Description of the task
How many lines in the data below contain the word "filename"? State only the number.

Data entries:
▬▬▬

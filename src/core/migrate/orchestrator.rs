//! Migration orchestrator
//!
//! Runs resolve → map → login → save for one report. Stages run strictly in
//! order; the first failure stops the run and nothing is rolled back.

use super::MigrationPlan;
use crate::adapters::hierarchy::StaticHierarchyCatalog;
use crate::adapters::source::create_source;
use crate::adapters::unify::{SavedReport, UnifySession};
use crate::config::BridgeConfig;
use crate::core::mapping::PayloadMapper;
use crate::core::resolve::ReportResolver;
use crate::domain::{BridgeError, MigrationError, Result, Stage};
use std::sync::Arc;

/// Drives one report through the migration pipeline
pub struct MigrationOrchestrator {
    resolver: ReportResolver,
    mapper: PayloadMapper,
    session: UnifySession,
}

impl MigrationOrchestrator {
    pub fn new(resolver: ReportResolver, mapper: PayloadMapper, session: UnifySession) -> Self {
        Self {
            resolver,
            mapper,
            session,
        }
    }

    /// Wire every component from configuration
    ///
    /// Loads the hierarchy catalog and builds the source and Unify clients.
    /// No network call is made.
    pub fn from_config(config: &BridgeConfig) -> Result<Self> {
        let source = create_source(&config.source)?;
        let resolver = ReportResolver::new(
            source,
            config.source.report_selection,
            config.source.batch_selection,
        );

        let catalog = StaticHierarchyCatalog::from_file(&config.mapping.catalog_path)
            .map_err(|e| BridgeError::Configuration(e.to_string()))?;
        let mapper = PayloadMapper::new(config.mapping.clone(), Arc::new(catalog));

        let session = UnifySession::new(&config.unify)?;

        Ok(Self::new(resolver, mapper, session))
    }

    pub fn session(&self) -> &UnifySession {
        &self.session
    }

    /// Resolve and map, without contacting Unify
    ///
    /// # Errors
    ///
    /// [`MigrationError`] tagged `resolve` or `map`.
    pub async fn plan(
        &self,
        report_name: &str,
    ) -> std::result::Result<MigrationPlan, MigrationError> {
        tracing::info!(report_name = %report_name, "Planning migration");

        let resolved = self
            .resolver
            .resolve(report_name)
            .await
            .map_err(|e| stage_failed(Stage::Resolve, e))?;

        let definition = self
            .mapper
            .build(&resolved.report.report_name, &resolved.dataset)
            .map_err(|e| stage_failed(Stage::Map, e))?;

        let fingerprint = definition
            .fingerprint()
            .map_err(|e| stage_failed(Stage::Map, BridgeError::from(e)))?;

        tracing::info!(
            report_name = %resolved.report.report_name,
            members = definition.row_members().count(),
            fingerprint = %fingerprint,
            "Built report definition"
        );

        Ok(MigrationPlan {
            row_count: resolved.dataset.len(),
            report: resolved.report,
            batch: resolved.batch,
            definition,
            fingerprint,
        })
    }

    /// Log in and save a planned definition
    ///
    /// # Errors
    ///
    /// [`MigrationError`] tagged `login` or `save`.
    pub async fn submit(
        &mut self,
        plan: &MigrationPlan,
    ) -> std::result::Result<SavedReport, MigrationError> {
        self.session
            .login()
            .await
            .map_err(|e| stage_failed(Stage::Login, e))?;

        self.session
            .save(&plan.definition)
            .await
            .map_err(|e| stage_failed(Stage::Save, e))
    }

    /// Migrate `report_name` end to end
    pub async fn run(
        &mut self,
        report_name: &str,
    ) -> std::result::Result<SavedReport, MigrationError> {
        let plan = self.plan(report_name).await?;
        self.submit(&plan).await
    }
}

fn stage_failed(stage: Stage, error: impl Into<BridgeError>) -> MigrationError {
    let error = MigrationError::new(stage, error);
    crate::log_stage_failure!(stage, error.source);
    error
}
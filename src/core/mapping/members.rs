//! Member construction and label resolution

use crate::adapters::hierarchy::HierarchyCatalog;
use crate::domain::{DimensionMember, HierarchyNode, MappingError, MeasureSpec};

/// Row-axis member for a hierarchy node
///
/// `id` and `fullPath` both come from the node, never from the source label.
pub fn member_from_node(node: &HierarchyNode) -> DimensionMember {
    DimensionMember {
        id: node.member_id(),
        is_selected: true,
        level: node.level.clone(),
        full_path: node.full_path(),
        name: node.name().to_string(),
        time_aggregate: None,
        disp_level_name: node.level.clone(),
    }
}

/// Measures-axis member for a configured measure
pub fn measure_member(measure: &MeasureSpec) -> DimensionMember {
    DimensionMember {
        id: measure.id.clone(),
        is_selected: true,
        level: measure.folder.clone(),
        full_path: measure.full_path(),
        name: measure.name.clone(),
        time_aggregate: None,
        disp_level_name: measure.folder.clone(),
    }
}

/// Split an ancestor chain cell ("A.B.C" or "A > B > C") into segments
pub fn split_ancestor_path(raw: &str) -> Vec<&str> {
    let separator = if raw.contains('>') { '>' } else { '.' };
    raw.split(separator)
        .map(str::trim)
        .filter(|s| !s.is_empty())
        .collect()
}

/// Resolve one source label to exactly one hierarchy node
///
/// `ancestors` is the optional ancestor chain from the dataset; it only
/// matters when several nodes share the label as leaf name. The chain may or
/// may not repeat the label as its last segment.
///
/// # Errors
///
/// [`MappingError::UnmappableDimension`] when no node, or more than one node,
/// remains.
pub fn resolve_label(
    catalog: &dyn HierarchyCatalog,
    dimension: &str,
    label: &str,
    ancestors: Option<&str>,
) -> Result<HierarchyNode, MappingError> {
    let mut candidates = catalog.lookup(dimension, label);

    if candidates.is_empty() {
        return Err(MappingError::UnmappableDimension {
            label: label.to_string(),
            reason: format!("no {dimension} hierarchy node has this name"),
        });
    }

    if candidates.len() > 1 {
        if let Some(raw) = ancestors.filter(|a| !a.trim().is_empty()) {
            let mut chain = split_ancestor_path(raw);
            let ends_at_label = chain
                .last()
                .is_some_and(|last| last.eq_ignore_ascii_case(label.trim()));
            if !ends_at_label {
                chain.push(label.trim());
            }
            candidates.retain(|node| node.path_ends_with(&chain));
        }
    }

    match candidates.len() {
        1 => Ok(candidates.remove(0)),
        0 => Err(MappingError::UnmappableDimension {
            label: label.to_string(),
            reason: format!(
                "no {dimension} hierarchy node matches ancestor path '{}'",
                ancestors.unwrap_or_default()
            ),
        }),
        n => Err(MappingError::UnmappableDimension {
            label: label.to_string(),
            reason: format!("ambiguous: {n} {dimension} hierarchy nodes share this name"),
        }),
    }
}
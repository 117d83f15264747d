//! Source report and batch records
//!
//! Records returned by the DK source service, and the handles the resolver
//! derives from them.

use super::ids::{BatchId, ReportId};
use serde::{Deserialize, Serialize};

/// One entry of a report lookup
#[derive(Debug, Clone, PartialEq, Eq, Serialize, Deserialize)]
pub struct ReportRecord {
    pub report_name: String,
    pub report_id: ReportId,
}

/// One entry of a batch lookup
///
/// The source service returns more fields than DK Bridge uses; they are kept
/// in `extra` so they can be logged.
#[derive(Debug, Clone, PartialEq, Serialize, Deserialize)]
pub struct BatchRecord {
    pub schedule_event_id: BatchId,

    /// Owning report, when the service reports it
    #[serde(default, skip_serializing_if = "Option::is_none")]
    pub report_id: Option<ReportId>,

    #[serde(flatten)]
    pub extra: serde_json::Map<String, serde_json::Value>,
}

impl BatchRecord {
    pub fn new(schedule_event_id: BatchId) -> Self {
        Self {
            schedule_event_id,
            report_id: None,
            extra: serde_json::Map::new(),
        }
    }

    /// Set the owning report
    pub fn with_report_id(mut self, report_id: ReportId) -> Self {
        self.report_id = Some(report_id);
        self
    }
}

/// Identifies the source report selected for migration
#[derive(Debug, Clone, PartialEq, Eq, Serialize)]
pub struct ReportHandle {
    pub report_name: String,
    pub report_id: ReportId,
}

impl From<ReportRecord> for ReportHandle {
    fn from(record: ReportRecord) -> Self {
        Self {
            report_name: record.report_name,
            report_id: record.report_id,
        }
    }
}

/// Identifies the executed batch whose data is migrated
///
/// Only the resolver constructs these, after checking that the batch belongs
/// to `report_id`.
#[derive(Debug, Clone, PartialEq, Eq, Serialize)]
pub struct BatchHandle {
    pub report_id: ReportId,
    pub batch_id: BatchId,
}

#[cfg(test)]
mod tests {
    use super::*;

    #[test]
    fn test_batch_record_keeps_unknown_fields() {
        let json = r#"{"schedule_event_id": 77, "status": "COMPLETE", "rows": 12}"#;
        let record: BatchRecord = serde_json::from_str(json).unwrap();

        assert_eq!(record.schedule_event_id.as_str(), "77");
        assert!(record.report_id.is_none());
        assert_eq!(record.extra["status"], "COMPLETE");
    }

    #[test]
    fn test_report_handle_from_record() {
        let record = ReportRecord {
            report_name: "Coffee Sales".to_string(),
            report_id: ReportId::new("R1").unwrap(),
        };
        let handle = ReportHandle::from(record);
        assert_eq!(handle.report_name, "Coffee Sales");
        assert_eq!(handle.report_id.as_str(), "R1");
    }
}
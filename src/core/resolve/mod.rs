//! Source report resolution
//!
//! - [`policy`] - named selection policies for reports and batches
//! - [`resolver`] - report name → report → batch → dataset

pub mod policy;
pub mod resolver;

pub use policy::SelectionPolicy;
pub use resolver::{ReportResolver, ResolvedReport};
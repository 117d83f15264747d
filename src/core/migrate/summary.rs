//! Migration summary and reporting

use super::MigrationPlan;
use crate::adapters::unify::SavedReport;
use chrono::{DateTime, Utc};
use serde::Serialize;
use std::time::Duration;

/// Outcome of one migration run
#[derive(Debug, Clone, Serialize)]
pub struct MigrationSummary {
    pub report_name: String,
    pub report_id: String,
    pub batch_id: String,

    /// Rows in the migrated batch
    pub row_count: usize,

    /// Members placed on the row axis
    pub member_count: usize,

    /// SHA-256 of the submitted definition JSON
    pub fingerprint: String,

    /// Identifier Unify assigned, if any
    pub saved_report_id: Option<String>,

    pub started_at: DateTime<Utc>,
    pub duration: Duration,
    pub dry_run: bool,
}

impl MigrationSummary {
    /// Summarize a plan, and the save result when one was made
    pub fn new(
        plan: &MigrationPlan,
        saved: Option<&SavedReport>,
        started_at: DateTime<Utc>,
        duration: Duration,
    ) -> Self {
        Self {
            report_name: plan.report.report_name.clone(),
            report_id: plan.report.report_id.to_string(),
            batch_id: plan.batch.batch_id.to_string(),
            row_count: plan.row_count,
            member_count: plan.definition.row_members().count(),
            fingerprint: plan.fingerprint.clone(),
            saved_report_id: saved.and_then(|s| s.report_id.clone()),
            started_at,
            duration,
            dry_run: saved.is_none(),
        }
    }

    /// Log the summary
    pub fn log_summary(&self) {
        tracing::info!(
            report_name = %self.report_name,
            report_id = %self.report_id,
            batch_id = %self.batch_id,
            rows = self.row_count,
            members = self.member_count,
            fingerprint = %self.fingerprint,
            saved_report_id = ?self.saved_report_id,
            duration_ms = self.duration.as_millis() as u64,
            dry_run = self.dry_run,
            "Migration completed"
        );
    }
}
//! Configuration schema types
//!
//! This module defines the configuration structure for DK Bridge.

use crate::config::SecretString;
use crate::core::mapping::MemberGranularity;
use crate::core::resolve::SelectionPolicy;
use crate::domain::MeasureSpec;
use serde::{Deserialize, Serialize};

/// Main DK Bridge configuration
///
/// This is the root configuration structure that maps to the TOML file.
#[derive(Debug, Clone, Serialize, Deserialize)]
pub struct BridgeConfig {
    /// Application-level settings
    #[serde(default)]
    pub application: ApplicationConfig,

    /// DK source service settings
    pub source: SourceConfig,

    /// Unify target platform settings
    pub unify: UnifyConfig,

    /// Payload mapping settings
    pub mapping: MappingConfig,

    /// Logging configuration
    #[serde(default)]
    pub logging: LoggingConfig,
}

impl BridgeConfig {
    /// Validates the configuration
    ///
    /// # Errors
    ///
    /// Returns an error if any configuration values are invalid
    pub fn validate(&self) -> Result<(), String> {
        self.application.validate()?;
        self.source.validate()?;
        self.unify.validate()?;
        self.mapping.validate()?;
        self.logging.validate()?;
        Ok(())
    }
}

/// Application-level configuration
#[derive(Debug, Clone, Serialize, Deserialize)]
pub struct ApplicationConfig {
    /// Log level (trace, debug, info, warn, error)
    #[serde(default = "default_log_level")]
    pub log_level: String,

    /// Dry run mode (build the definition, never contact Unify)
    #[serde(default)]
    pub dry_run: bool,
}

impl ApplicationConfig {
    fn validate(&self) -> Result<(), String> {
        let valid_levels = ["trace", "debug", "info", "warn", "error"];
        if !valid_levels.contains(&self.log_level.as_str()) {
            return Err(format!(
                "Invalid log_level '{}'. Must be one of: {}",
                self.log_level,
                valid_levels.join(", ")
            ));
        }
        Ok(())
    }
}

impl Default for ApplicationConfig {
    fn default() -> Self {
        Self {
            log_level: default_log_level(),
            dry_run: false,
        }
    }
}

/// Where the DK batch data comes from
#[derive(Debug, Clone, Copy, PartialEq, Eq, Serialize, Deserialize)]
#[serde(rename_all = "lowercase")]
pub enum SourceKind {
    /// DK report service REST endpoints
    Http,
    /// Local DK export directory
    Directory,
}

/// DK source configuration
#[derive(Debug, Clone, Serialize, Deserialize)]
pub struct SourceConfig {
    /// Source implementation
    pub kind: SourceKind,

    /// Name of the DK report to migrate
    pub report_name: String,

    /// Base URL of the DK report service (kind = "http")
    #[serde(default)]
    pub base_url: Option<String>,

    /// Export directory (kind = "directory")
    #[serde(default)]
    pub directory: Option<String>,

    /// Username for the DK report service (optional)
    #[serde(default)]
    pub username: Option<String>,

    /// Password for the DK report service (optional)
    /// Stored securely in memory and automatically zeroized on drop
    #[serde(default)]
    pub password: Option<SecretString>,

    /// Request timeout in seconds
    #[serde(default = "default_timeout_seconds")]
    pub timeout_seconds: u64,

    /// How to pick among reports sharing the requested name
    #[serde(default)]
    pub report_selection: SelectionPolicy,

    /// How to pick among the report's executed batches
    #[serde(default)]
    pub batch_selection: SelectionPolicy,
}

impl SourceConfig {
    fn validate(&self) -> Result<(), String> {
        if self.report_name.trim().is_empty() {
            return Err("source.report_name cannot be empty".to_string());
        }

        match self.kind {
            SourceKind::Http => {
                let base_url = self.base_url.as_deref().unwrap_or_default();
                if base_url.is_empty() {
                    return Err("source.base_url is required when kind = 'http'".to_string());
                }
                validate_http_url("source.base_url", base_url)?;
            }
            SourceKind::Directory => {
                if self.directory.as_deref().map(str::is_empty).unwrap_or(true) {
                    return Err(
                        "source.directory is required when kind = 'directory'".to_string()
                    );
                }
            }
        }

        if self.username.is_some() != self.password.is_some() {
            return Err(
                "source.username and source.password must be provided together".to_string(),
            );
        }

        if self.timeout_seconds == 0 {
            return Err("source.timeout_seconds must be > 0".to_string());
        }

        Ok(())
    }
}

/// Unify target platform configuration
#[derive(Debug, Clone, Serialize, Deserialize)]
pub struct UnifyConfig {
    /// Base URL of the Unify report builder API
    pub base_url: String,

    /// Username for Basic authentication
    pub username: String,

    /// Password for Basic authentication
    /// Stored securely in memory and automatically zeroized on drop
    pub password: SecretString,

    /// Application identity sent with the login call
    pub app_name: String,

    /// Request timeout in seconds
    #[serde(default = "default_timeout_seconds")]
    pub timeout_seconds: u64,

    /// TLS certificate verification enabled
    ///
    /// Only disable for test platforms with self-signed certificates.
    #[serde(default = "default_true")]
    pub tls_verify: bool,
}

impl UnifyConfig {
    fn validate(&self) -> Result<(), String> {
        use secrecy::ExposeSecret;

        validate_http_url("unify.base_url", &self.base_url)?;

        if self.username.trim().is_empty() {
            return Err("unify.username cannot be empty".to_string());
        }

        if self.password.expose_secret().is_empty() {
            return Err("unify.password cannot be empty".to_string());
        }

        if self.app_name.trim().is_empty() {
            return Err("unify.app_name cannot be empty".to_string());
        }

        if self.timeout_seconds == 0 {
            return Err("unify.timeout_seconds must be > 0".to_string());
        }

        Ok(())
    }
}

/// Payload mapping configuration
#[derive(Debug, Clone, Serialize, Deserialize)]
pub struct MappingConfig {
    /// Unify model the definition targets
    #[serde(default = "default_model_id")]
    pub model_id: String,

    /// Dimension placed on the row axis
    #[serde(default = "default_row_dimension")]
    pub row_dimension: String,

    /// Dataset column holding the row dimension labels
    #[serde(default = "default_dimension_column")]
    pub dimension_column: String,

    /// Optional dataset column holding the label's ancestor chain,
    /// used to tell apart nodes sharing a leaf name
    #[serde(default)]
    pub path_column: Option<String>,

    /// One member per distinct node, or one per dataset row. No default.
    pub granularity: MemberGranularity,

    /// TOML file listing the target hierarchy nodes
    pub catalog_path: String,

    /// Measures selected on the column axis
    #[serde(default = "default_measures")]
    pub measures: Vec<MeasureSpec>,
}

impl MappingConfig {
    fn validate(&self) -> Result<(), String> {
        for (field, value) in [
            ("mapping.model_id", &self.model_id),
            ("mapping.row_dimension", &self.row_dimension),
            ("mapping.dimension_column", &self.dimension_column),
            ("mapping.catalog_path", &self.catalog_path),
        ] {
            if value.trim().is_empty() {
                return Err(format!("{field} cannot be empty"));
            }
        }

        if let Some(path_column) = &self.path_column {
            if path_column.trim().is_empty() {
                return Err("mapping.path_column cannot be blank when set".to_string());
            }
        }

        if self.measures.is_empty() {
            return Err("mapping.measures must list at least one measure".to_string());
        }

        for (i, measure) in self.measures.iter().enumerate() {
            if measure.id.trim().is_empty() {
                return Err(format!("mapping.measures[{i}].id cannot be empty"));
            }
            if measure.folder.trim().is_empty() || measure.name.trim().is_empty() {
                return Err(format!(
                    "mapping.measures[{i}] folder and name cannot be empty"
                ));
            }
            if measure.folder.contains('.') || measure.name.contains('.') {
                return Err(format!(
                    "mapping.measures[{i}] folder and name cannot contain '.'"
                ));
            }
        }

        Ok(())
    }
}

/// Logging configuration
#[derive(Debug, Clone, Serialize, Deserialize)]
pub struct LoggingConfig {
    /// Enable local JSON file logging
    #[serde(default)]
    pub local_enabled: bool,

    /// Local log directory
    #[serde(default = "default_local_path")]
    pub local_path: String,

    /// Log rotation strategy (daily, hourly, never)
    #[serde(default = "default_local_rotation")]
    pub local_rotation: String,
}

impl LoggingConfig {
    fn validate(&self) -> Result<(), String> {
        let valid_rotations = ["daily", "hourly", "never"];
        if !valid_rotations.contains(&self.local_rotation.as_str()) {
            return Err(format!(
                "Invalid logging.local_rotation '{}'. Must be one of: {}",
                self.local_rotation,
                valid_rotations.join(", ")
            ));
        }

        if self.local_enabled && self.local_path.trim().is_empty() {
            return Err("logging.local_path cannot be empty when local_enabled".to_string());
        }

        Ok(())
    }
}

impl Default for LoggingConfig {
    fn default() -> Self {
        Self {
            local_enabled: false,
            local_path: default_local_path(),
            local_rotation: default_local_rotation(),
        }
    }
}

fn validate_http_url(field: &str, value: &str) -> Result<(), String> {
    if !value.starts_with("http://") && !value.starts_with("https://") {
        return Err(format!("{field} must start with http:// or https://"));
    }
    url::Url::parse(value).map_err(|e| format!("{field} is not a valid URL: {e}"))?;
    Ok(())
}

// Default value functions
fn default_log_level() -> String {
    "info".to_string()
}

fn default_true() -> bool {
    true
}

fn default_timeout_seconds() -> u64 {
    60
}

fn default_model_id() -> String {
    "1100".to_string()
}

fn default_row_dimension() -> String {
    "Product".to_string()
}

fn default_dimension_column() -> String {
    "category".to_string()
}

fn default_measures() -> Vec<MeasureSpec> {
    vec![MeasureSpec::default()]
}

fn default_local_path() -> String {
    "./logs".to_string()
}

fn default_local_rotation() -> String {
    "daily".to_string()
}

#[cfg(test)]
mod tests {
    use super::*;

    const MINIMAL: &str = r#"
[source]
kind = "http"
report_name = "Coffee Sales"
base_url = "https://dk.example.com/api"

[unify]
base_url = "https://unify.example.com/reportbuilder"
username = "migrator"
password = "hunter2"
app_name = "DKBridge"

[mapping]
granularity = "distinct"
catalog_path = "catalog.toml"
"#;

    fn minimal() -> BridgeConfig {
        toml::from_str(MINIMAL).unwrap()
    }

    #[test]
    fn test_minimal_config_defaults() {
        let config = minimal();
        assert!(config.validate().is_ok());
        assert_eq!(config.application.log_level, "info");
        assert_eq!(config.source.report_selection, SelectionPolicy::First);
        assert_eq!(config.unify.timeout_seconds, 60);
        assert!(config.unify.tls_verify);
        assert_eq!(config.mapping.model_id, "1100");
        assert_eq!(config.mapping.row_dimension, "Product");
        assert_eq!(config.mapping.measures, vec![MeasureSpec::default()]);
        assert!(!config.logging.local_enabled);
    }

    #[test]
    fn test_granularity_is_required() {
        let without = MINIMAL.replace("granularity = \"distinct\"\n", "");
        assert!(toml::from_str::<BridgeConfig>(&without).is_err());
    }

    #[test]
    fn test_http_source_requires_base_url() {
        let mut config = minimal();
        config.source.base_url = None;
        assert!(config.validate().unwrap_err().contains("source.base_url"));
    }

    #[test]
    fn test_directory_source_requires_directory() {
        let mut config = minimal();
        config.source.kind = SourceKind::Directory;
        assert!(config.validate().unwrap_err().contains("source.directory"));

        config.source.directory = Some("/srv/dk-export".to_string());
        assert!(config.validate().is_ok());
    }

    #[test]
    fn test_unify_base_url_scheme() {
        let mut config = minimal();
        config.unify.base_url = "ftp://unify.example.com".to_string();
        assert!(config.validate().is_err());
    }

    #[test]
    fn test_empty_password_rejected() {
        let mut config = minimal();
        config.unify.password = crate::config::secret_string(String::new());
        assert!(config.validate().unwrap_err().contains("unify.password"));
    }

    #[test]
    fn test_measures_cannot_be_empty() {
        let mut config = minimal();
        config.mapping.measures.clear();
        assert!(config.validate().is_err());
    }

    #[test]
    fn test_measure_name_with_period_rejected() {
        let mut config = minimal();
        config.mapping.measures[0].name = "Units.Sold".to_string();
        assert!(config.validate().is_err());
    }

    #[test]
    fn test_invalid_log_level() {
        let mut config = minimal();
        config.application.log_level = "verbose".to_string();
        assert!(config.validate().is_err());
    }

    #[test]
    fn test_invalid_rotation() {
        let mut config = minimal();
        config.logging.local_rotation = "weekly".to_string();
        assert!(config.validate().is_err());
    }
}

▬▬▬

The completed task
4